Work instruction: Scan the data below and copy each line where "collect" occurs.
Content starts
impl AllocationModel for MaxSharpeModel {
    fn kind(&self) -> OptimizationModel {
        OptimizationModel::MaxSharpe
    }

    fn name(&self) -> &str {
        "Maximum Sharpe"
    }

    fn scoring_rule(&self) -> &str {
        "weights proportional to positive Sharpe ratio"
    }

    fn raw_score(&self, asset: &AssetStatistics) -> f64 {
        asset.sharpe_ratio.max(0.0)
    }

    fn current_share(&self) -> Option<f64> {
        Some(self.blend)
    }

    fn suggestion_reason(&self, candidate: &AssetStatistics, _input: &OptimizationInput) -> Option<String> {
        (candidate.sharpe_ratio > self.min_sharpe).then(|| {
            format!(
                "Sharpe ratio {:.2} exceeds {:.2}",
                candidate.sharpe_ratio, self.min_sharpe
            )
        })
    }

    fn suggestion_rank(&self, candidate: &AssetStatistics, _input: &OptimizationInput) -> f64 {
        -candidate.sharpe_ratio
    }
}

/// Inverse-variance scoring as a proxy for equal risk contribution.
pub struct RiskParityModel {
    blend: f64,
    min_return: f64,
}

impl RiskParityModel {
    pub fn new(blend: f64, min_return: f64) -> Self {
        Self { blend, min_return }
    }
}

impl AllocationModel for RiskParityModel {
    fn kind(&self) -> OptimizationModel {
        OptimizationModel::RiskParity
    }

    fn name(&self) -> &str {
        "Risk Parity"
    }

    fn scoring_rule(&self) -> &str {
        "weights proportional to 1/volatility²"
    }

    fn raw_score(&self, asset: &AssetStatistics) -> f64 {
        if asset.volatility > 0.0 {
            1.0 / asset.volatility.powi(2)
        } else {
            0.0
        }
    }

    fn current_share(&self) -> Option<f64> {
        Some(self.blend)
    }

    fn suggestion_reason(&self, candidate: &AssetStatistics, input: &OptimizationInput) -> Option<String> {
        (candidate.annual_return > self.min_return).then(|| {
            format!(
                "Positive return of {:.1}% with average correlation {:.2} to current holdings",
                candidate.annual_return * 100.0,
                input.average_abs_correlation(&candidate.ticker)
            )
        })
    }

    fn suggestion_rank(&self, candidate: &AssetStatistics, input: &OptimizationInput) -> f64 {
        input.average_abs_correlation(&candidate.ticker)
    }
}

/// Uniform 1/N weights, no blending and no suggestions.
pub struct EqualWeightModel;

impl AllocationModel for EqualWeightModel {
    fn kind(&self) -> OptimizationModel {
        OptimizationModel::EqualWeight
    }

    fn name(&self) -> &str {
        "Equal Weight"
    }

    fn scoring_rule(&self) -> &str {
        "every holding receives 1/N"
    }

    fn raw_score(&self, _asset: &AssetStatistics) -> f64 {
        1.0
    }

    fn current_share(&self) -> Option<f64> {
        None
    }
}

/// Build the model for `kind` from the optimizer configuration.
pub fn model_for(kind: OptimizationModel, config: &OptimizerConfig) -> Box<dyn AllocationModel> {
    match kind {
        OptimizationModel::MeanVariance => Box::new(MeanVarianceModel::new(
            config.mean_variance_blend,
            config.mean_variance_min_sharpe,
        )),
        OptimizationModel::MinVolatility => Box::new(MinVolatilityModel::new(
            config.min_volatility_blend,
            config.min_candidate_return,
        )),
        OptimizationModel::MaxSharpe => Box::new(MaxSharpeModel::new(
            config.max_sharpe_blend,
            config.max_sharpe_min_sharpe,
        )),
        OptimizationModel::RiskParity => Box::new(RiskParityModel::new(
            config.risk_parity_blend,
            config.min_candidate_return,
        )),
        OptimizationModel::EqualWeight => Box::new(EqualWeightModel),
    }
}

/// Scale non-negative values to sum to one; `None` when they sum to zero.
fn normalize(values: &[f64]) -> Option<Vec<f64>> {
    let total: f64 = values.iter().sum();
    if total > 0.0 && total.is_finite() {
        Some(values.iter().map(|v| v / total).collect())
    } else {
        None
    }
}

fn equal_weights(n: usize) -> Vec<f64> {
    vec![1.0 / n as f64; n]
}

/// Applies a model to an [`OptimizationInput`].
#[derive(Debug, Clone, Default)]
pub struct AllocationOptimizer {
    config: OptimizerConfig,
}
#[cfg(test)]
mod tests {
    use super::*;
    use chrono::Duration;

    fn records(portfolio: &[f64], benchmark: &[f64]) -> Vec<PerformanceRecord> {
        let start = NaiveDate::from_ymd_opt(2024, 1, 1).unwrap();
        portfolio
            .iter()
            .zip(benchmark)
            .enumerate()
            .map(|(i, (p, b))| PerformanceRecord {
                date: start + Duration::days(i as i64),
                portfolio: *p,
                benchmark: *b,
            })
            .collect()
    }

    #[test]
    fn test_variance_divisors() {
        let values = [1.0, 2.0, 3.0, 4.0];
        assert!((variance(&values, VarianceDivisor::Population) - 1.25).abs() < 1e-12);
        assert!((variance(&values, VarianceDivisor::Sample) - 5.0 / 3.0).abs() < 1e-12);
        assert_eq!(variance(&[1.0], VarianceDivisor::Sample), 0.0);
        assert_eq!(variance(&[], VarianceDivisor::Population), 0.0);
    }

    #[test]
    fn test_correlation_degenerate() {
        assert_eq!(correlation(&[1.0, 1.0, 1.0], &[1.0, 2.0, 3.0], VarianceDivisor::Sample), 0.0);
        let c = correlation(&[1.0, 2.0, 3.0], &[2.0, 4.0, 6.0], VarianceDivisor::Sample);
        assert!((c - 1.0).abs() < 1e-12);
    }

    #[test]
    fn test_drawdowns() {
        let values = [1.0, 1.2, 0.9, 1.0, 1.3, 1.04];
        let dd = drawdowns(&values);
        assert_eq!(dd[0], 0.0);
        assert_eq!(dd[1], 0.0);
        assert!((dd[2] + 0.25).abs() < 1e-12);
        assert!((dd[5] + 0.2).abs() < 1e-12);
        assert!((max_drawdown(&values) + 0.25).abs() < 1e-12);
    }

    #[test]
    fn test_scenario_metrics() {
        let series = records(&[1.0, 1.015, 1.07], &[1.0, 1.05, 1.1]);
        let engine = MetricsEngine::default();
        let m = engine.compute(&series, SeriesKey::Portfolio);

        let returns: [f64; 2] = [0.015, 1.07 / 1.015 - 1.0];
        let mu = (returns[0] + returns[1]) / 2.0;
        let sample_var = ((returns[0] - mu).powi(2) + (returns[1] - mu).powi(2)) / 1.0;
        let vol = sample_var.sqrt() * 252.0_f64.sqrt();
        let cagr = 1.07_f64.powf(252.0 / 3.0) - 1.0;

        assert!((m.cagr - cagr).abs() / cagr < 1e-9);
        assert!((m.volatility - vol).abs() < 1e-9);
        assert!((m.sharpe_ratio - (cagr - 0.03) / vol).abs() / m.sharpe_ratio < 1e-9);
        assert_eq!(m.max_drawdown, 0.0);
        assert_eq!(m.sortino, 0.0);
        assert_eq!(m.win_rate, 1.0);
        assert!((m.best_year - 0.07).abs() < 1e-12);
        assert!((m.worst_year - 0.07).abs() < 1e-12);
    }

    #[test]
    fn test_benchmark_fixed_relationship() {
        let series = records(&[1.0, 1.1, 1.0, 1.2], &[1.0, 0.9, 1.05, 1.1]);
        let m = MetricsEngine::default().compute(&series, SeriesKey::Benchmark);
        assert_eq!(m.beta, 1.0);
        assert_eq!(m.alpha, 0.0);
        assert_eq!(m.correlation_to_benchmark, 1.0);
        assert!(m.max_drawdown < 0.0);
    }

    #[test]
    fn test_beta_of_levered_portfolio() {
        let bench_returns = [0.01, -0.02, 0.015, 0.005, -0.01, 0.02];
        let mut bench = vec![1.0];
        let mut port = vec![1.0];
        for r in bench_returns {
            bench.push(bench.last().unwrap() * (1.0 + r));
            port.push(port.last().unwrap() * (1.0 + 2.0 * r));
        }
        let m = MetricsEngine::default().compute(&records(&port, &bench), SeriesKey::Portfolio);
        assert!((m.beta - 2.0).abs() < 1e-9);
        assert!((m.correlation_to_benchmark - 1.0).abs() < 1e-9);

        let bench_cagr = cagr(1.0, *bench.last().unwrap(), bench.len(), 252.0);
        let expected_alpha = m.cagr - (0.03 + 2.0 * (bench_cagr - 0.03));
        assert!((m.alpha - expected_alpha).abs() < 1e-9);
    }

    #[test]
    fn test_flat_series_yields_sentinels() {
        let series = records(&[1.0; 10], &[1.0; 10]);
        let m = MetricsEngine::default().compute(&series, SeriesKey::Portfolio);
        assert_eq!(m.volatility, 0.0);
        assert_eq!(m.sharpe_ratio, 0.0);
        assert_eq!(m.sortino, 0.0);
        assert_eq!(m.beta, 0.0);
        assert_eq!(m.correlation_to_benchmark, 0.0);
        assert_eq!(m.win_rate, 0.0);
        assert!(m.alpha.is_finite());
    }

    #[test]
    fn test_sortino_with_losses() {
        let series = records(&[1.0, 1.02, 1.0, 1.03, 1.01, 1.05], &[1.0; 6]);
        let config = MetricsConfig {
            variance: VarianceDivisor::Population,
            ..Default::default()
        };
        let m = MetricsEngine::new(config).compute(&series, SeriesKey::Portfolio);
        assert!(m.sortino.is_finite());
        assert!(m.sortino > 0.0);
        assert!((m.win_rate - 0.6).abs() < 1e-12);
    }

    #[test]
    fn test_sortino_needs_two_losses() {
        let one_loss = records(&[1.0, 1.02, 1.01, 1.03, 1.05], &[1.0; 5]);
        let m = MetricsEngine::default().compute(&one_loss, SeriesKey::Portfolio);
        assert_eq!(m.sortino, 0.0);
        assert!(m.sharpe_ratio > 0.0);

        let population = MetricsConfig {
            variance: VarianceDivisor::Population,
            ..Default::default()
        };
        let m = MetricsEngine::new(population).compute(&one_loss, SeriesKey::Portfolio);
        assert_eq!(m.sortino, 0.0);

        let two_losses = records(&[1.0, 1.02, 1.01, 1.03, 1.01, 1.06], &[1.0; 6]);
        let m = MetricsEngine::default().compute(&two_losses, SeriesKey::Portfolio);
        assert!(m.sortino > 0.0);
    }

    #[test]
    fn test_constant_return_cagr() {
        let r: f64 = 0.001;
        let n = 2520;
        let values: Vec<f64> = (0..=n).map(|i| (1.0 + r).powi(i)).collect();
        let series = records(&values, &values);
        let m = MetricsEngine::default().compute(&series, SeriesKey::Portfolio);
        let expected = (1.0 + r).powf(252.0) - 1.0;
        assert!((m.cagr - expected).abs() < 1e-3);
    }

    #[test]
    fn test_calendar_returns() {
        let points = vec![
            (NaiveDate::from_ymd_opt(2023, 11, 30).unwrap(), 1.0),
            (NaiveDate::from_ymd_opt(2023, 12, 29).unwrap(), 1.1),
            (NaiveDate::from_ymd_opt(2024, 1, 2).unwrap(), 1.0),
            (NaiveDate::from_ymd_opt(2024, 6, 28).unwrap(), 1.2),
        ];
        let yearly = calendar_returns(&points, Granularity::Year);
        assert_eq!(yearly.len(), 2);
        assert_eq!(yearly[0].0, "2023");
        assert!((yearly[0].1 - 0.1).abs() < 1e-12);
        assert!((yearly[1].1 - 0.2).abs() < 1e-12);

        let monthly = calendar_returns(&points, Granularity::Month);
        assert_eq!(monthly.len(), 4);
        assert_eq!(monthly[1].0, "2023-12");
        assert_eq!(monthly[1].1, 0.0);
    }

    #[test]
    fn test_empty_series() {
        let m = MetricsEngine::default().compute(&[], SeriesKey::Portfolio);
        assert_eq!(m.cagr, 0.0);
        assert_eq!(m.volatility, 0.0);
        assert_eq!(m.max_drawdown, 0.0);
        assert_eq!(m.best_year, 0.0);
        assert!((m.alpha + 0.03).abs() < 1e-12);
    }
}
mod cli;

use colored::Colorize;
use std::process::ExitCode;

fn main() -> ExitCode {
    match cli::run() {
        Ok(()) => ExitCode::SUCCESS,
        Err(e) => {
            eprintln!("{} {}", "Error:".red().bold(), e);
            ExitCode::FAILURE
        }
    }
}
Content ends
Output for this exercise:
        Some(values.iter().map(|v| v / total).collect())
            .collect()
        let values: Vec<f64> = (0..=n).map(|i| (1.0 + r).powi(i)).collect();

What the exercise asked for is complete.